Scans Reveal How COVID-19 Can Harm the Brain
Blood vessel damage and inflammation in the brains of deceased COVID-19 patients suggest the damage is not caused by the virus, but the body's immune response to it.
Researchers from the U.S. National Institutes of Health (NIH) consistently found signs of damage caused by thinning and leaky brain blood vessels in tissue samples from patients who died shortly after getting COVID-19.
The researchers saw no signs of the virus in the tissue samples, which they said may mean that the damage was not caused by the virus itself.
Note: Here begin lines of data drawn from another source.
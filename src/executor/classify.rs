//! HTTP status classification
//!
//! Maps a response status to the action the crawl should take, a suggested
//! retry delay, and whether the response is a rate-limit signal.

use crate::crawler::RetryAction;
use std::time::Duration;

/// What to do with a response
#[derive(Debug, Clone, Copy, PartialEq, Eq)]
pub enum ResponseAction {
    Process,
    Retry,
    RetryOnce,
    ThrottleAndRetry,
    Skip,
}

impl ResponseAction {
    /// The retry policy for actions that retry, `None` otherwise
    pub fn retry_action(self) -> Option<RetryAction> {
        match self {
            ResponseAction::Retry => Some(RetryAction::Retry),
            ResponseAction::RetryOnce => Some(RetryAction::RetryOnce),
            ResponseAction::ThrottleAndRetry => Some(RetryAction::ThrottleAndRetry),
            ResponseAction::Process | ResponseAction::Skip => None,
        }
    }
}

#[derive(Debug, Clone, PartialEq)]
pub struct Classification {
    pub action: ResponseAction,
    pub retry_after: Option<Duration>,
    pub rate_limited: bool,
    pub reason: String,
}

impl Classification {
    fn new(
        action: ResponseAction,
        retry_after: Option<u64>,
        rate_limited: bool,
        reason: String,
    ) -> Self {
        Self {
            action,
            retry_after: retry_after.map(Duration::from_secs),
            rate_limited,
            reason,
        }
    }

    /// Replaces the suggested delay, e.g. from a `Retry-After` header
    pub fn with_retry_after(mut self, retry_after: Duration) -> Self {
        if self.action.retry_action().is_some() {
            self.retry_after = Some(retry_after);
        }
        self
    }
}

/// Turns an HTTP status into a `Classification`
pub trait ResponseClassifier: Send + Sync {
    fn classify(&self, status: Option<u16>) -> Classification;
}

/// Default status table
///
/// | Status | Action | Retry after | Rate limited |
/// |--------|--------|-------------|--------------|
/// | none, 2xx, 3xx | process | - | no |
/// | 429, 420, 430 | throttle and retry | 60s | yes |
/// | 403 | throttle and retry | 30s | yes |
/// | 418, 423, 425, 439, 440, 449 | throttle and retry | 45s | yes |
/// | 401, 404 | skip | - | no |
/// | other 4xx | retry once | 10s | no |
/// | 503 | throttle and retry | 45s | yes |
/// | other 5xx | retry | 30s | no |
/// | anything else | skip | - | no |
#[derive(Debug, Clone, Copy, Default)]
pub struct StatusClassifier;

impl ResponseClassifier for StatusClassifier {
    fn classify(&self, status: Option<u16>) -> Classification {
        use ResponseAction::*;

        let Some(code) = status else {
            return Classification::new(
                Process,
                None,
                false,
                "Undetected status code (assuming success)".to_string(),
            );
        };

        match code {
            200..=299 => Classification::new(Process, None, false, format!("Successful response ({})", code)),
            300..=399 => Classification::new(Process, None, false, format!("Redirect ({})", code)),
            429 | 420 | 430 => Classification::new(
                ThrottleAndRetry,
                Some(60),
                true,
                format!("Rate limited ({})", code),
            ),
            403 => Classification::new(
                ThrottleAndRetry,
                Some(30),
                true,
                "Possible rate limiting (403 Forbidden)".to_string(),
            ),
            401 => Classification::new(
                Skip,
                None,
                false,
                "Authentication required (401)".to_string(),
            ),
            404 => Classification::new(Skip, None, false, "Page not found (404)".to_string()),
            418 | 423 | 425 | 439 | 440 | 449 => Classification::new(
                ThrottleAndRetry,
                Some(45),
                true,
                format!("Possible custom rate limiting ({})", code),
            ),
            400..=499 => Classification::new(RetryOnce, Some(10), false, format!("Client error ({})", code)),
            503 => Classification::new(
                ThrottleAndRetry,
                Some(45),
                true,
                "Server overloaded (503)".to_string(),
            ),
            500..=599 => Classification::new(Retry, Some(30), false, format!("Server error ({})", code)),
            _ => Classification::new(Skip, None, false, format!("Unknown status code ({})", code)),
        }
    }
}
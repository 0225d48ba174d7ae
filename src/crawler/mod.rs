//! Crawl engine
//!
//! This module contains the core crawling logic, including:
//! - The URL frontier and dedup cache
//! - Centralized retry scheduling with exponential backoff
//! - The supervised worker pool and its task/result channels
//! - Overall crawl coordination, checkpointing and shutdown

mod channel;
mod coordinator;
mod frontier;
mod retry;
mod stop;
pub mod supervisor;
mod worker;

pub use channel::{tracked_channel, ChannelDepth, Recv, TrackedReceiver, TrackedSender};
pub use coordinator::{run_crawl, Coordinator};
pub use frontier::{Completion, DiscoveryReport, Frontier, FrontierSnapshot, UrlRecord};
pub use retry::{RetryAction, RetryDecision, RetryEntry, RetryScheduler, ScheduledRetry};
pub use stop::{ShutdownPhase, StopHandle, StopReason};
pub use supervisor::{LostTask, ReconcileReport, ShutdownReport, Supervisor};
pub use worker::{Task, TaskResult, WorkerContext, WorkerState, WorkerStatus};
use crate::config::types::Config;
use crate::config::validation::validate;
use crate::ConfigError;
use sha2::{Digest, Sha256};
use std::path::Path;

/// Loads and parses a configuration file from the given path
///
/// # Arguments
///
/// * `path` - Path to the TOML configuration file
///
/// # Returns
///
/// * `Ok(Config)` - Successfully loaded and validated configuration
/// * `Err(ConfigError)` - Failed to load, parse, or validate the configuration
///
/// # Example
///
/// ```no_run
/// use std::path::Path;
/// use spider_core::config::load_config;
///
/// let config = load_config(Path::new("spider.toml")).unwrap();
/// println!("Starting at: {}", config.crawl.start_url);
/// ```
pub fn load_config(path: &Path) -> Result<Config, ConfigError> {
    let content = std::fs::read_to_string(path)?;
    parse_config(&content)
}

/// Parses and validates configuration from a TOML string
///
/// The returned config carries the hash of `content` in `source_hash`.
pub fn parse_config(content: &str) -> Result<Config, ConfigError> {
    let mut config: Config = toml::from_str(content)?;
    validate(&config)?;
    config.source_hash = Some(hash_content(content));
    Ok(config)
}

/// Computes a SHA-256 hash of the configuration file content
///
/// The hash is stored in checkpoints so a resumed crawl can warn when the
/// configuration changed in between.
///
/// # Returns
///
/// * `Ok(String)` - Hex-encoded SHA-256 hash of the file content
/// * `Err(ConfigError)` - Failed to read the file
pub fn compute_config_hash(path: &Path) -> Result<String, ConfigError> {
    let content = std::fs::read_to_string(path)?;
    Ok(hash_content(&content))
}

pub(crate) fn hash_content(content: &str) -> String {
    let mut hasher = Sha256::new();
    hasher.update(content.as_bytes());
    hex::encode(hasher.finalize())
}

/// Loads a configuration and returns both the config and its hash
pub fn load_config_with_hash(path: &Path) -> Result<(Config, String), ConfigError> {
    let content = std::fs::read_to_string(path)?;
    let hash = hash_content(&content);
    let config = parse_config(&content)?;
    Ok((config, hash))
}
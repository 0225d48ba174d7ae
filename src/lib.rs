//! spider-core: an adaptive crawl orchestration engine
//!
//! This crate drives a pool of concurrent fetch workers over a website's link
//! graph. It keeps throughput high while reacting to rate-limit and error
//! signals from the server, and it checkpoints progress so an interrupted
//! crawl resumes without losing or repeating work.
//!
//! Fetching and content extraction sit behind the `TaskExecutor` trait; a
//! reqwest-based implementation ships in `executor::http`.

pub mod checkpoint;
pub mod config;
pub mod crawler;
pub mod executor;
pub mod output;
pub mod rate;
pub mod state;
pub mod url;

use thiserror::Error;

/// Main error type for crawl operations
#[derive(Debug, Error)]
pub enum SpiderError {
    #[error("Configuration error: {0}")]
    Config(#[from] ConfigError),

    #[error("URL error: {0}")]
    Url(#[from] UrlError),

    #[error("Checkpoint error: {0}")]
    Checkpoint(#[from] CheckpointError),

    #[error("Executor error: {0}")]
    Executor(#[from] executor::ExecutorError),

    #[error("Output error: {0}")]
    Output(#[from] output::OutputError),

    #[error("HTTP client error: {0}")]
    Http(#[from] reqwest::Error),

    #[error("JSON error: {0}")]
    Json(#[from] serde_json::Error),

    #[error("IO error: {0}")]
    Io(#[from] std::io::Error),
}

/// Configuration-specific errors
#[derive(Debug, Error)]
pub enum ConfigError {
    #[error("Failed to read config file: {0}")]
    Io(#[from] std::io::Error),

    #[error("Failed to parse TOML: {0}")]
    Parse(#[from] toml::de::Error),

    #[error("Validation error: {0}")]
    Validation(String),

    #[error("Invalid URL in config: {0}")]
    InvalidUrl(String),
}

/// URL-specific errors
#[derive(Debug, Error)]
pub enum UrlError {
    #[error("Failed to parse URL: {0}")]
    Parse(String),

    #[error("Invalid URL scheme: {0}")]
    InvalidScheme(String),

    #[error("Missing domain in URL")]
    MissingDomain,

    #[error("Malformed URL: {0}")]
    Malformed(String),
}

/// Checkpoint read/write errors
///
/// These stay inside the checkpoint manager, which logs them and falls back
/// rather than failing the crawl.
#[derive(Debug, Error)]
pub enum CheckpointError {
    #[error("Checkpoint IO error: {0}")]
    Io(#[from] std::io::Error),

    #[error("Checkpoint JSON error: {0}")]
    Json(#[from] serde_json::Error),

    #[error("Checkpoint is missing required field '{0}'")]
    MissingField(&'static str),
}

/// Result type alias for crawl operations
pub type Result<T> = std::result::Result<T, SpiderError>;

// Re-export commonly used types
pub use checkpoint::{CheckpointManager, CheckpointSnapshot};
pub use config::Config;
pub use crawler::{run_crawl, Coordinator, Frontier, StopHandle, StopReason};
pub use executor::{ExecutorFactory, TaskExecutor, TaskOutcome};
pub use output::CrawlSummary;
pub use rate::RateController;
pub use url::normalize_url;
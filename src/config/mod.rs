//! Configuration module
//!
//! This module handles loading, parsing, and validating TOML configuration files.
//! Every section except `[crawl]` is optional and falls back to defaults.
//!
//! # Example
//!
//! ```no_run
//! use spider_core::config::load_config;
//! use std::path::Path;
//!
//! let config = load_config(Path::new("spider.toml")).unwrap();
//! println!("Crawler will start with {} workers", config.rate.initial_workers);
//! ```

mod parser;
mod types;
mod validation;

pub use types::{
    CheckpointConfig, Config, CrawlConfig, FetchConfig, OrchestratorConfig, OutputConfig,
    RateConfig, RetryConfig, UserAgentConfig, WorkerConfig,
};

pub use parser::{compute_config_hash, load_config, load_config_with_hash, parse_config};
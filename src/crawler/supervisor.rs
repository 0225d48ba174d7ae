//! Worker pool supervision
//!
//! The supervisor owns the worker handles. It:
//! - spawns workers and keeps the pool at the rate controller's target
//! - retires surplus workers cooperatively, idle ones first
//! - detects workers that died or stopped responding and hands their
//!   in-flight task back to the orchestrator
//! - shuts the pool down with sentinels, then cancellation, then abort

use crate::crawler::channel::TrackedSender;
use crate::crawler::frontier::UrlRecord;
use crate::crawler::worker::{Task, TaskResult, Worker, WorkerContext, WorkerStatus};
use crate::executor::{ErrorKind, TaskOutcome};
use std::sync::Arc;
use std::time::{Duration, Instant};
use tokio::sync::{Mutex, Notify};
use tokio::task::JoinHandle;
use tokio_util::sync::CancellationToken;

/// Extra sentinels sent on shutdown, for workers spawned during the race
const SPARE_SENTINELS: usize = 2;

pub struct WorkerHandle {
    pub id: usize,
    pub status: Arc<WorkerStatus>,
    join: JoinHandle<()>,
    cancel: CancellationToken,
}

/// A task held by a worker that died or hung
#[derive(Debug, Clone, PartialEq, Eq)]
pub struct LostTask {
    pub worker_id: usize,
    pub record: UrlRecord,
    pub reason: String,
}

impl LostTask {
    pub fn into_result(self) -> TaskResult {
        TaskResult {
            url: self.record.url,
            depth: self.record.depth,
            worker_id: self.worker_id,
            outcome: TaskOutcome::error(self.reason, ErrorKind::WorkerLost),
        }
    }
}

#[derive(Debug, Clone, Copy, Default, PartialEq, Eq)]
pub struct ReconcileReport {
    pub spawned: usize,
    pub retired: usize,
}

#[derive(Debug, Clone, Copy, Default, PartialEq, Eq)]
pub struct ShutdownReport {
    pub stopped: usize,
    pub aborted: usize,
}

pub struct Supervisor {
    ctx: WorkerContext,
    sentinels: TrackedSender<Task>,
    workers: Vec<WorkerHandle>,
    /// Cancelled workers still finishing their current task
    retiring: Vec<WorkerHandle>,
    root: CancellationToken,
    next_id: usize,
    heartbeat_timeout: Duration,
}

impl Supervisor {
    /// Creates an empty pool
    ///
    /// # Arguments
    ///
    /// * `ctx` - Channels, executor factory and settings shared by every worker
    /// * `sentinels` - Sender side of the task channel, used for shutdown
    pub fn new(ctx: WorkerContext, sentinels: TrackedSender<Task>) -> Self {
        let heartbeat_timeout = ctx.config.heartbeat_timeout();
        Self {
            ctx,
            sentinels,
            workers: Vec::new(),
            retiring: Vec::new(),
            root: CancellationToken::new(),
            next_id: 0,
            heartbeat_timeout,
        }
    }

    pub fn start(&mut self, n: usize) {
        for _ in 0..n {
            self.spawn_worker();
        }
        tracing::info!("Started {} workers", n);
    }

    fn spawn_worker(&mut self) {
        let id = self.next_id;
        self.next_id += 1;

        let status = Arc::new(WorkerStatus::new());
        let cancel = self.root.child_token();
        let worker = Worker::new(id, self.ctx.clone(), Arc::clone(&status), cancel.clone());

        self.workers.push(WorkerHandle {
            id,
            status,
            join: tokio::spawn(worker.run()),
            cancel,
        });
    }

    /// Number of workers in the active pool
    pub fn alive_count(&self) -> usize {
        self.workers.len()
    }

    /// True when no worker, active or retiring, holds a task
    pub fn all_idle(&self) -> bool {
        self.workers
            .iter()
            .chain(self.retiring.iter())
            .all(|w| !w.status.is_busy())
    }

    /// Brings the pool to `target` workers
    pub fn reconcile(&mut self, target: usize) -> ReconcileReport {
        let mut report = ReconcileReport::default();
        let alive = self.workers.len();

        if alive < target {
            for _ in alive..target {
                self.spawn_worker();
                report.spawned += 1;
            }
            tracing::info!("Scaled workers up {} -> {}", alive, target);
        } else if alive > target {
            // Idle workers sort first
            self.workers.sort_by_key(|w| w.status.is_busy());
            let surplus: Vec<WorkerHandle> = self.workers.drain(..alive - target).collect();
            for handle in surplus {
                handle.cancel.cancel();
                self.retiring.push(handle);
                report.retired += 1;
            }
            tracing::info!("Scaled workers down {} -> {}", alive, target);
        }

        report
    }

    /// Removes dead or unresponsive workers
    ///
    /// A worker counts as lost when its task has ended without being
    /// retired, or when it has been busy without a heartbeat for longer than
    /// the heartbeat timeout. Hung workers are aborted.
    ///
    /// # Returns
    ///
    /// The in-flight tasks of the lost workers.
    pub fn health_check(&mut self, now: Instant) -> Vec<LostTask> {
        let mut lost = Vec::new();
        let timeout = self.heartbeat_timeout;

        let mut kept = Vec::with_capacity(self.workers.len());
        for handle in self.workers.drain(..) {
            match check_worker(&handle, now, timeout) {
                Some(reason) => {
                    tracing::warn!("Worker {} lost: {}", handle.id, reason);
                    handle.status.mark_crashed();
                    handle.cancel.cancel();
                    handle.join.abort();
                    if let Some(record) = handle.status.take_current() {
                        lost.push(LostTask {
                            worker_id: handle.id,
                            record,
                            reason,
                        });
                    }
                }
                None => kept.push(handle),
            }
        }
        self.workers = kept;

        let mut still_retiring = Vec::with_capacity(self.retiring.len());
        for handle in self.retiring.drain(..) {
            let finished = handle.join.is_finished();
            let hung = handle.status.is_busy() && handle.status.silent_for(now) > timeout;
            if !finished && !hung {
                still_retiring.push(handle);
                continue;
            }
            if hung {
                handle.join.abort();
            }
            if let Some(record) = handle.status.take_current() {
                lost.push(LostTask {
                    worker_id: handle.id,
                    record,
                    reason: format!("retired worker {} ended mid-task", handle.id),
                });
            }
        }
        self.retiring = still_retiring;

        lost
    }

    /// Stops every worker
    ///
    /// Sends one sentinel per worker plus spares, cancels the pool, then
    /// waits up to `timeout` in total before aborting whatever is left.
    pub async fn shutdown(&mut self, timeout: Duration) -> ShutdownReport {
        let handles: Vec<WorkerHandle> = self
            .workers
            .drain(..)
            .chain(self.retiring.drain(..))
            .collect();

        for _ in 0..handles.len() + SPARE_SENTINELS {
            self.sentinels.send(Task::Shutdown);
        }
        self.root.cancel();

        let deadline = tokio::time::Instant::now() + timeout;
        let mut report = ShutdownReport::default();

        for mut handle in handles {
            let remaining = deadline.saturating_duration_since(tokio::time::Instant::now());
            match tokio::time::timeout(remaining, &mut handle.join).await {
                Ok(_) => report.stopped += 1,
                Err(_) => {
                    tracing::warn!("Worker {} did not stop in time, aborting", handle.id);
                    handle.join.abort();
                    report.aborted += 1;
                }
            }
        }

        tracing::info!(
            "Worker pool stopped ({} clean, {} aborted)",
            report.stopped,
            report.aborted
        );
        report
    }
}

fn check_worker(handle: &WorkerHandle, now: Instant, timeout: Duration) -> Option<String> {
    if handle.join.is_finished() {
        return Some("worker task exited".to_string());
    }
    if handle.status.is_busy() {
        let silent = handle.status.silent_for(now);
        if silent > timeout {
            return Some(format!("no heartbeat for {:.0}s", silent.as_secs_f64()));
        }
    }
    None
}

/// Periodic health check and rescale
///
/// Runs every `reconcile_interval`, or early when `wake` is notified, until
/// `cancel` fires. Lost tasks are sent to the orchestrator as `WorkerLost`
/// results so the retry scheduler handles them like any other failure.
pub async fn monitor(
    supervisor: Arc<Mutex<Supervisor>>,
    results: TrackedSender<TaskResult>,
    wake: Arc<Notify>,
    cancel: CancellationToken,
) {
    let (interval, rate) = {
        let guard = supervisor.lock().await;
        (guard.ctx.config.reconcile_interval(), Arc::clone(&guard.ctx.rate))
    };
    let mut ticker = tokio::time::interval(interval);
    ticker.set_missed_tick_behavior(tokio::time::MissedTickBehavior::Skip);

    loop {
        tokio::select! {
            _ = cancel.cancelled() => break,
            _ = ticker.tick() => {}
            _ = wake.notified() => {}
        }

        let mut guard = supervisor.lock().await;
        for lost in guard.health_check(Instant::now()) {
            results.send(lost.into_result());
        }
        guard.reconcile(rate.target_workers());
    }

    tracing::debug!("Supervisor monitor stopped");
}

#[cfg(test)]
mod tests {
    use super::*;
    use crate::config::WorkerConfig;
    use crate::crawler::channel::{tracked_channel, Recv, TrackedReceiver};
    use crate::crawler::worker::tests::{zero_delay_rate, ScriptedFactory};
    use crate::crawler::worker::WorkerState;

    struct Pool {
        supervisor: Supervisor,
        tasks: TrackedSender<Task>,
        results: TrackedReceiver<TaskResult>,
    }

    fn create_test_pool() -> Pool {
        let (task_tx, task_rx) = tracked_channel();
        let (result_tx, result_rx) = tracked_channel();
        let ctx = WorkerContext {
            tasks: Arc::new(Mutex::new(task_rx)),
            results: result_tx,
            factory: Arc::new(ScriptedFactory::new()),
            rate: zero_delay_rate(),
            config: WorkerConfig {
                idle_poll: 0.02,
                heartbeat_timeout: 60.0,
                ..WorkerConfig::default()
            },
        };
        Pool {
            supervisor: Supervisor::new(ctx, task_tx.clone()),
            tasks: task_tx,
            results: result_rx,
        }
    }

    #[tokio::test]
    async fn test_start_and_reconcile() {
        let mut pool = create_test_pool();
        pool.supervisor.start(3);
        assert_eq!(pool.supervisor.alive_count(), 3);

        let report = pool.supervisor.reconcile(5);
        assert_eq!(report, ReconcileReport { spawned: 2, retired: 0 });
        assert_eq!(pool.supervisor.alive_count(), 5);

        let report = pool.supervisor.reconcile(2);
        assert_eq!(report.retired, 3);
        assert_eq!(pool.supervisor.alive_count(), 2);

        assert_eq!(pool.supervisor.reconcile(2), ReconcileReport::default());

        let report = pool.supervisor.shutdown(Duration::from_secs(5)).await;
        assert_eq!(report.aborted, 0);
        assert_eq!(pool.supervisor.alive_count(), 0);
    }

    #[tokio::test]
    async fn test_workers_share_task_channel() {
        let mut pool = create_test_pool();
        pool.supervisor.start(2);

        for i in 0..6 {
            pool.tasks.send(Task::Fetch(UrlRecord::new(format!("https://example.com/{}", i), 1)));
        }

        let mut urls = Vec::new();
        while urls.len() < 6 {
            match pool.results.recv_timeout(Duration::from_secs(5)).await {
                Recv::Message(result) => urls.push(result.url),
                other => panic!("missing results: {:?}", other),
            }
        }
        urls.sort();
        urls.dedup();
        assert_eq!(urls.len(), 6);

        pool.supervisor.shutdown(Duration::from_secs(5)).await;
    }

    #[tokio::test]
    async fn test_hung_worker_is_replaced_and_task_returned() {
        let mut pool = create_test_pool();
        pool.supervisor.start(1);

        // Simulate a worker stuck mid-task
        let record = UrlRecord::new("https://example.com/slow", 2);
        let status = Arc::clone(&pool.supervisor.workers[0].status);
        status.begin(&record);

        let later = Instant::now() + Duration::from_secs(120);
        let lost = pool.supervisor.health_check(later);
        assert_eq!(lost.len(), 1);
        assert_eq!(lost[0].record, record);
        assert_eq!(status.state(), WorkerState::Crashed);
        assert_eq!(pool.supervisor.alive_count(), 0);

        let result = lost[0].clone().into_result();
        assert!(matches!(
            result.outcome,
            TaskOutcome::Error {
                kind: ErrorKind::WorkerLost,
                ..
            }
        ));
        assert_eq!(result.depth, 2);

        pool.supervisor.reconcile(1);
        assert_eq!(pool.supervisor.alive_count(), 1);
        pool.supervisor.shutdown(Duration::from_secs(5)).await;
    }

    #[tokio::test]
    async fn test_exited_worker_is_detected() {
        let mut pool = create_test_pool();
        pool.supervisor.start(2);

        pool.supervisor.workers[0].join.abort();
        tokio::time::sleep(Duration::from_millis(50)).await;

        let lost = pool.supervisor.health_check(Instant::now());
        assert!(lost.is_empty());
        assert_eq!(pool.supervisor.alive_count(), 1);

        pool.supervisor.shutdown(Duration::from_secs(5)).await;
    }

    #[tokio::test]
    async fn test_monitor_restores_target() {
        let mut pool = create_test_pool();
        pool.supervisor.ctx.config.reconcile_interval = 0.02;
        let rate = Arc::clone(&pool.supervisor.ctx.rate);
        let (result_tx, _result_rx) = tracked_channel();
        let supervisor = Arc::new(Mutex::new(pool.supervisor));

        let cancel = CancellationToken::new();
        let wake = Arc::new(Notify::new());
        let handle = tokio::spawn(monitor(
            Arc::clone(&supervisor),
            result_tx,
            Arc::clone(&wake),
            cancel.clone(),
        ));

        tokio::time::sleep(Duration::from_millis(100)).await;
        assert_eq!(supervisor.lock().await.alive_count(), rate.target_workers());

        cancel.cancel();
        handle.await.unwrap();
        supervisor.lock().await.shutdown(Duration::from_secs(5)).await;
    }
}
"We found that the brains of patients who contract infection from SARS-CoV-2 may be susceptible to microvascular blood vessel damage. Our results suggest that this may be caused by the body's inflammatory response to the virus," said Dr. Avindra Nath, clinical director at the NIH's National Institute of Neurological Disorders and Stroke.
"We hope these results will help doctors understand the full spectrum of problems patients may suffer so that we can come up with better treatments," he explained in an NIH news release.
For the study, Nath and his team examined brain tissue from 19 patients who died after having COVID-19.
In 16 patients, the investigators found bright spots, which contained blood vessels that were thinner than normal and sometimes leaking blood proteins into the brain. The spots were surrounded by T cells — signs of an immune response.
In contrast, dark spots contained clotted and leaky blood vessels but no immune response.
"We were completely surprised," Nath said. "Originally, we expected to see damage that is caused by a lack of oxygen. Instead, we saw multifocal areas of damage that is usually associated with strokes and neuroinflammatory diseases."
The researchers, however, saw no signs of infection in the brain samples.
"So far, our results suggest that the damage we saw may not have been caused by the SARS-CoV-2 virus directly infecting the brain," Nath said. "In the future, we plan to study how COVID-19 harms the brain's blood vessels and whether that produces some of the short- and long-term symptoms we see in patients."
The findings were published Dec. 30 in the New England Journal of Medicine.